Management believes the allowance for loan losses was adequate at March 31, 2007. While
management uses available information to provide for loan losses, the ultimate collectibility of a
substantial portion of the loan portfolio and the need for future additions to the allowance will
be based on changes in economic conditions and other relevant factors. A slowdown in economic
activity, a sharp increase in inflation or rapidly rising interest rates could adversely affect
cash flows for both commercial and individual borrowers, which could cause Intermountain to
experience increases in nonperforming assets, delinquencies and losses on loans.
Investments. Assets in the investment portfolios are initially recorded at cost, which
includes any premiums and discounts.

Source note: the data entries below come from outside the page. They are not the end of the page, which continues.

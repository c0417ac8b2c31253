//! IRC message parsing and serialization.
//!
//! Grammar, per RFC 1459 with RFC 2812 refinements:
//!
//! ```text
//! message  = [ ":" prefix SPACE ] command [ params ] crlf
//! params   = *14( SPACE middle ) [ SPACE ":" trailing ]
//! middle   = nospcrlfcl *( ":" / nospcrlfcl )
//! trailing = *( ":" / " " / nospcrlfcl )
//! ```
//!
//! The round-trip law holds: for every message obtained from a successful
//! parse, rendering and re-parsing yields an equal message.

use std::fmt;
use std::str::FromStr;

use crate::error::ProtocolError;
use crate::prefix::Prefix;

/// Maximum line length in bytes, including the trailing CR-LF.
pub const MAX_LINE_LEN: usize = 512;

/// Maximum number of message parameters.
pub const MAX_PARAMS: usize = 15;

/// A parsed IRC line: optional prefix, uppercase command token, parameters.
///
/// The last parameter may contain spaces (the "trailing" parameter); all
/// others are single tokens. Unknown commands parse successfully and are
/// rejected later by the dispatcher.
#[derive(Clone, Debug, PartialEq, Eq)]
pub struct Message {
    /// Origin of the message, set on server-originated lines.
    pub prefix: Option<Prefix>,
    /// Command token, normalized to uppercase ASCII.
    pub command: String,
    /// Parameters, at most [`MAX_PARAMS`].
    pub params: Vec<String>,
}

impl Message {
    /// Build a message from a command and parameters. The command is
    /// uppercased.
    pub fn new(command: impl Into<String>, params: Vec<String>) -> Self {
        let mut command: String = command.into();
        command.make_ascii_uppercase();
        Message {
            prefix: None,
            command,
            params,
        }
    }

    /// Convenience constructor taking string slices.
    pub fn cmd<S: AsRef<str>>(command: &str, params: &[S]) -> Self {
        Message::new(
            command,
            params.iter().map(|p| p.as_ref().to_string()).collect(),
        )
    }

    /// Attach a prefix.
    #[must_use]
    pub fn with_prefix(mut self, prefix: Prefix) -> Self {
        self.prefix = Some(prefix);
        self
    }

    /// Parameter at `i`, if present.
    pub fn param(&self, i: usize) -> Option<&str> {
        self.params.get(i).map(String::as_str)
    }

    /// The nickname of the originating user, if any.
    pub fn source_nick(&self) -> Option<&str> {
        self.prefix.as_ref().and_then(Prefix::nick)
    }
}

fn legal_char(c: char) -> bool {
    c != '\0' && c != '\r' && c != '\n'
}

impl FromStr for Message {
    type Err = ProtocolError;

    fn from_str(s: &str) -> Result<Self, Self::Err> {
        let line = s.trim_end_matches(['\r', '\n']);
        if line.len() + 2 > MAX_LINE_LEN {
            return Err(ProtocolError::LineTooLong {
                actual: line.len() + 2,
                limit: MAX_LINE_LEN,
            });
        }
        if let Some(c) = line.chars().find(|&c| !legal_char(c)) {
            return Err(ProtocolError::IllegalCharacter(c));
        }

        let mut rest = line;

        let prefix = if let Some(tail) = rest.strip_prefix(':') {
            let (prefix_text, tail) = tail
                .split_once(' ')
                .ok_or_else(|| ProtocolError::InvalidCommand(line.to_string()))?;
            rest = tail.trim_start_matches(' ');
            Some(Prefix::parse(prefix_text))
        } else {
            None
        };

        let (command, tail) = match rest.split_once(' ') {
            Some((c, t)) => (c, t),
            None => (rest, ""),
        };
        if command.is_empty() || !command.chars().all(|c| c.is_ascii_alphanumeric()) {
            if line.is_empty() {
                return Err(ProtocolError::EmptyMessage);
            }
            return Err(ProtocolError::InvalidCommand(line.to_string()));
        }
        let mut command = command.to_string();
        command.make_ascii_uppercase();

        let mut params = Vec::new();
        let mut rest = tail;
        loop {
            rest = rest.trim_start_matches(' ');
            if rest.is_empty() {
                break;
            }
            if let Some(trailing) = rest.strip_prefix(':') {
                params.push(trailing.to_string());
                break;
            }
            if params.len() == MAX_PARAMS - 1 {
                // The 15th parameter swallows the remainder.
                params.push(rest.to_string());
                break;
            }
            match rest.split_once(' ') {
                Some((middle, tail)) => {
                    params.push(middle.to_string());
                    rest = tail;
                }
                None => {
                    params.push(rest.to_string());
                    break;
                }
            }
        }

        Ok(Message {
            prefix,
            command,
            params,
        })
    }
}

impl fmt::Display for Message {
    fn fmt(&self, f: &mut fmt::Formatter<'_>) -> fmt::Result {
        if let Some(prefix) = &self.prefix {
            write!(f, ":{prefix} ")?;
        }
        f.write_str(&self.command)?;
        if let Some((last, middles)) = self.params.split_last() {
            for p in middles {
                write!(f, " {p}")?;
            }
            if last.is_empty() || last.starts_with(':') || last.contains(' ') {
                write!(f, " :{last}")?;
            } else {
                write!(f, " {last}")?;
            }
        }
        Ok(())
    }
}
//! Protocol-level errors.

use thiserror::Error;

/// Errors produced while framing, parsing, or serializing IRC lines.
#[derive(Debug, Error)]
pub enum ProtocolError {
    /// An I/O error on the underlying transport.
    #[error("io error: {0}")]
    Io(#[from] std::io::Error),

    /// A line exceeded the 512-byte limit.
    #[error("line too long: {actual} bytes (limit {limit})")]
    LineTooLong {
        /// Observed length in bytes.
        actual: usize,
        /// Maximum permitted length.
        limit: usize,
    },

    /// An empty line where a message was required.
    #[error("empty message")]
    EmptyMessage,

    /// The command token was missing or malformed.
    #[error("invalid command in line: {0:?}")]
    InvalidCommand(String),

    /// A NUL, CR, or LF byte embedded in message content.
    #[error("illegal character {0:?} in message")]
    IllegalCharacter(char),

    /// A WebSocket-level failure.
    #[error("websocket error: {0}")]
    WebSocket(String),
}
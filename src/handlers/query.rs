//! Presence and informational queries: AWAY, WHO, WHOIS, ISON, MOTD,
//! LUSERS, VERSION, TIME.

use async_trait::async_trait;
use limelight_proto::{Message, Name, Response};

use super::{Context, Handler};
use crate::error::{HandlerError, HandlerResult};
use crate::server::VERSION;

/// AWAY - set or clear the away message.
pub struct AwayHandler;

#[async_trait]
impl Handler for AwayHandler {
    async fn handle(&self, ctx: &mut Context<'_>, msg: &Message) -> HandlerResult {
        match msg.param(0).filter(|t| !t.is_empty()) {
            Some(text) => {
                let text = text.to_string();
                ctx.client_mut()?.away = Some(text);
                ctx.server.numeric(
                    ctx.id,
                    Response::RPL_NOWAWAY,
                    &["You have been marked as being away"],
                );
            }
            None => {
                ctx.client_mut()?.away = None;
                ctx.server.numeric(
                    ctx.id,
                    Response::RPL_UNAWAY,
                    &["You are no longer marked as being away"],
                );
            }
        }
        Ok(())
    }
}

/// WHO - list clients by channel or by userhost mask.
pub struct WhoHandler;

struct WhoEntry {
    channel: String,
    user: String,
    host: String,
    nick: String,
    flags: String,
    realname: String,
}

impl WhoHandler {
    fn entry(ctx: &Context<'_>, peer: crate::state::ClientId, channel: &str) -> Option<WhoEntry> {
        let client = ctx.server.client(peer)?;
        let mut flags = String::from(if client.away.is_some() { "G" } else { "H" });
        if client.modes.operator {
            flags.push('*');
        }
        if let Some(chan) = ctx
            .server
            .channels
            .get(Name::new(channel).folded())
        {
            if let Some(modes) = chan.members.get(&peer) {
                if let Some(prefix) = modes.prefix_char() {
                    flags.push(prefix);
                }
            }
        }
        Some(WhoEntry {
            channel: channel.to_string(),
            user: client.username.clone()?,
            host: client.hostname.clone(),
            nick: client.nick_str().to_string(),
            flags,
            realname: client.realname.clone().unwrap_or_default(),
        })
    }
}

#[async_trait]
impl Handler for WhoHandler {
    async fn handle(&self, ctx: &mut Context<'_>, msg: &Message) -> HandlerResult {
        let mask = match msg.param(0) {
            None | Some("0") => "*".to_string(),
            Some(m) => m.to_string(),
        };
        let name = Name::new(mask.as_str());

        let mut entries = Vec::new();
        if name.is_channel() {
            if let Some(chan) = ctx.server.channels.get(name.folded()) {
                if chan.is_member(ctx.id) || !chan.modes.secret {
                    let chan_name = chan.name.as_str().to_string();
                    let members: Vec<_> = chan.members.keys().copied().collect();
                    for peer in members {
                        if let Some(entry) = Self::entry(ctx, peer, &chan_name) {
                            entries.push(entry);
                        }
                    }
                }
            }
        } else {
            for peer in ctx.server.lookup.find_all(&mask).await {
                if let Some(entry) = Self::entry(ctx, peer, "*") {
                    entries.push(entry);
                }
            }
        }

        let server_name = ctx.server.name.clone();
        for e in entries {
            ctx.server.numeric(
                ctx.id,
                Response::RPL_WHOREPLY,
                &[
                    &e.channel,
                    &e.user,
                    &e.host,
                    &server_name,
                    &e.nick,
                    &e.flags,
                    &format!("0 {}", e.realname),
                ],
            );
        }
        ctx.server
            .numeric(ctx.id, Response::RPL_ENDOFWHO, &[&mask, "End of WHO list"]);
        Ok(())
    }
}

/// WHOIS - detailed information on a nickname.
pub struct WhoisHandler;

#[async_trait]
impl Handler for WhoisHandler {
    async fn handle(&self, ctx: &mut Context<'_>, msg: &Message) -> HandlerResult {
        let targets = msg.param(0).ok_or(HandlerError::NoNicknameGiven)?.to_string();
        let server_name = ctx.server.name.clone();

        for target in targets.split(',') {
            let Some(peer_id) = ctx.server.find_nick(&Name::new(target)) else {
                ctx.server.numeric(
                    ctx.id,
                    Response::ERR_NOSUCHNICK,
                    &[target, "No such nick/channel"],
                );
                continue;
            };

            struct Info {
                nick: String,
                user: String,
                host: String,
                realname: String,
                oper: bool,
                away: Option<String>,
                idle: u64,
                signon: i64,
                channels: Vec<String>,
            }
            let Some(info) = ctx.server.client(peer_id).map(|peer| Info {
                nick: peer.nick_str().to_string(),
                user: peer.username.clone().unwrap_or_default(),
                host: peer.hostname.clone(),
                realname: peer.realname.clone().unwrap_or_default(),
                oper: peer.modes.operator,
                away: peer.away.clone(),
                idle: peer.last_activity.elapsed().as_secs(),
                signon: peer.registered_at.map_or(0, |t| t.timestamp()),
                channels: peer.channels.iter().cloned().collect(),
            }) else {
                continue;
            };

            ctx.server.numeric(
                ctx.id,
                Response::RPL_WHOISUSER,
                &[&info.nick, &info.user, &info.host, "*", &info.realname],
            );

            let mut visible = Vec::new();
            for folded in &info.channels {
                if let Some(chan) = ctx.server.channels.get(folded) {
                    if chan.modes.secret && !chan.is_member(ctx.id) {
                        continue;
                    }
                    let mut entry = chan
                        .members
                        .get(&peer_id)
                        .and_then(|m| m.prefix_char())
                        .map(String::from)
                        .unwrap_or_default();
                    entry.push_str(chan.name.as_str());
                    visible.push(entry);
                }
            }
            if !visible.is_empty() {
                ctx.server.numeric(
                    ctx.id,
                    Response::RPL_WHOISCHANNELS,
                    &[&info.nick, &visible.join(" ")],
                );
            }
            ctx.server.numeric(
                ctx.id,
                Response::RPL_WHOISSERVER,
                &[&info.nick, &server_name, "limelight"],
            );
            if info.oper {
                ctx.server.numeric(
                    ctx.id,
                    Response::RPL_WHOISOPERATOR,
                    &[&info.nick, "is an IRC operator"],
                );
            }
            if let Some(away) = &info.away {
                ctx.server
                    .numeric(ctx.id, Response::RPL_AWAY, &[&info.nick, away]);
            }
            ctx.server.numeric(
                ctx.id,
                Response::RPL_WHOISIDLE,
                &[
                    &info.nick,
                    &info.idle.to_string(),
                    &info.signon.to_string(),
                    "seconds idle, signon time",
                ],
            );
            ctx.server.numeric(
                ctx.id,
                Response::RPL_ENDOFWHOIS,
                &[&info.nick, "End of WHOIS list"],
            );
        }
        Ok(())
    }
}

/// ISON - which of these nicks are online.
pub struct IsonHandler;

#[async_trait]
impl Handler for IsonHandler {
    async fn handle(&self, ctx: &mut Context<'_>, msg: &Message) -> HandlerResult {
        if msg.params.is_empty() {
            return Err(HandlerError::NeedMoreParams);
        }
        let mut present = Vec::new();
        for nick in msg.params.iter().flat_map(|p| p.split_whitespace()) {
            if let Some(peer) = ctx.server.find_nick(&Name::new(nick)) {
                if let Some(client) = ctx.server.client(peer) {
                    present.push(client.nick_str().to_string());
                }
            }
        }
        ctx.server
            .numeric(ctx.id, Response::RPL_ISON, &[&present.join(" ")]);
        Ok(())
    }
}

/// MOTD - replay the message of the day.
pub struct MotdHandler;

#[async_trait]
impl Handler for MotdHandler {
    async fn handle(&self, ctx: &mut Context<'_>, _msg: &Message) -> HandlerResult {
        ctx.server.send_motd(ctx.id);
        Ok(())
    }
}

/// LUSERS - user and channel counts.
pub struct LusersHandler;

#[async_trait]
impl Handler for LusersHandler {
    async fn handle(&self, ctx: &mut Context<'_>, _msg: &Message) -> HandlerResult {
        ctx.server.send_lusers(ctx.id);
        Ok(())
    }
}

/// VERSION - server software version.
pub struct VersionHandler;

#[async_trait]
impl Handler for VersionHandler {
    async fn handle(&self, ctx: &mut Context<'_>, _msg: &Message) -> HandlerResult {
        let server_name = ctx.server.name.clone();
        ctx.server
            .numeric(ctx.id, Response::RPL_VERSION, &[VERSION, &server_name]);
        Ok(())
    }
}

/// TIME - server local time.
pub struct TimeHandler;

#[async_trait]
impl Handler for TimeHandler {
    async fn handle(&self, ctx: &mut Context<'_>, _msg: &Message) -> HandlerResult {
        let server_name = ctx.server.name.clone();
        let now = chrono::Utc::now().to_rfc2822();
        ctx.server
            .numeric(ctx.id, Response::RPL_TIME, &[&server_name, &now]);
        Ok(())
    }
}
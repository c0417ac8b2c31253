//! One accepted connection: a reader task and a writer task around a
//! bounded send queue.
//!
//! Neither task touches shared state. The reader parses lines and forwards
//! them to the server loop; the writer drains the send queue into the
//! transport. The server closes a connection by dropping its queue sender,
//! which lets the writer drain fully before the socket is released.

use std::net::SocketAddr;

use limelight_proto::{Message, Transport};
use tokio::sync::mpsc;
use tracing::debug;

use crate::server::ServerEvent;
use crate::state::ClientId;

/// Maximum lines queued toward one client before the connection is dropped
/// with `ERROR :Send queue exceeded`.
pub const SEND_QUEUE_DEPTH: usize = 1024;

/// A live client connection.
pub struct Connection {
    id: ClientId,
    transport: Transport,
    addr: SocketAddr,
    events: mpsc::Sender<ServerEvent>,
}

impl Connection {
    /// Wrap an accepted transport.
    pub fn new(
        id: ClientId,
        transport: Transport,
        addr: SocketAddr,
        events: mpsc::Sender<ServerEvent>,
    ) -> Self {
        Connection {
            id,
            transport,
            addr,
            events,
        }
    }

    /// Drive the connection until either side closes.
    pub async fn run(self) {
        let id = self.id;
        let secure = self.transport.is_secure();
        let (outgoing, mut queue) = mpsc::channel::<Message>(SEND_QUEUE_DEPTH);

        if self
            .events
            .send(ServerEvent::Attach {
                id,
                outgoing,
                addr: self.addr,
                secure,
            })
            .await
            .is_err()
        {
            return;
        }

        let (mut reader, mut writer) = self.transport.split();

        let writer_task = tokio::spawn(async move {
            while let Some(msg) = queue.recv().await {
                if let Err(e) = writer.write_message(msg).await {
                    debug!(id, error = %e, "write failed");
                    break;
                }
            }
            writer.close().await;
        });

        loop {
            match reader.read_message().await {
                Ok(Some(message)) => {
                    if self
                        .events
                        .send(ServerEvent::Command { id, message })
                        .await
                        .is_err()
                    {
                        break;
                    }
                }
                Ok(None) => {
                    let _ = self
                        .events
                        .send(ServerEvent::Hangup {
                            id,
                            reason: "Client closed connection".to_string(),
                        })
                        .await;
                    break;
                }
                Err(e) => {
                    let _ = self
                        .events
                        .send(ServerEvent::Hangup {
                            id,
                            reason: e.to_string(),
                        })
                        .await;
                    break;
                }
            }
        }

        let _ = writer_task.await;
        debug!(id, "connection tasks finished");
    }
}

Intermountain amortizes premiums and discounts as an
adjustment to interest income using the interest yield method over the life of the security. The
cost of investment securities sold, and any resulting gain or loss, is based on the specific
identification method.
Management determines the appropriate classification of investment securities at the time
of purchase. Held-to-maturity securities are those securities that Intermountain has the intent and
ability to hold to maturity, and are recorded at amortized cost. Available-for-sale securities are
those securities that would be available to be sold in the future in response to liquidity needs,
changes in market interest rates, and asset-liability management strategies, among others.
Available-for-sale securities are reported at fair value, with unrealized holding gains and losses
reported in stockholders equity as a separate component of other comprehensive income, net of
applicable deferred income taxes.
14
Management evaluates investment securities for other than temporary declines in fair
value on a periodic basis. If the fair value of investment securities falls below their amortized
cost and the decline is deemed to be other than temporary, the securities will be written down to
current market value and the write down will be deducted from earnings. There were no investment
securities which management identified to be other-than-temporarily impaired for the three months
ended March 31, 2007. Charges to income could occur in future periods due to a change in
managements intent to hold the investments to maturity, a change in managements assessment of
credit risk, or a change in regulatory or accounting requirements.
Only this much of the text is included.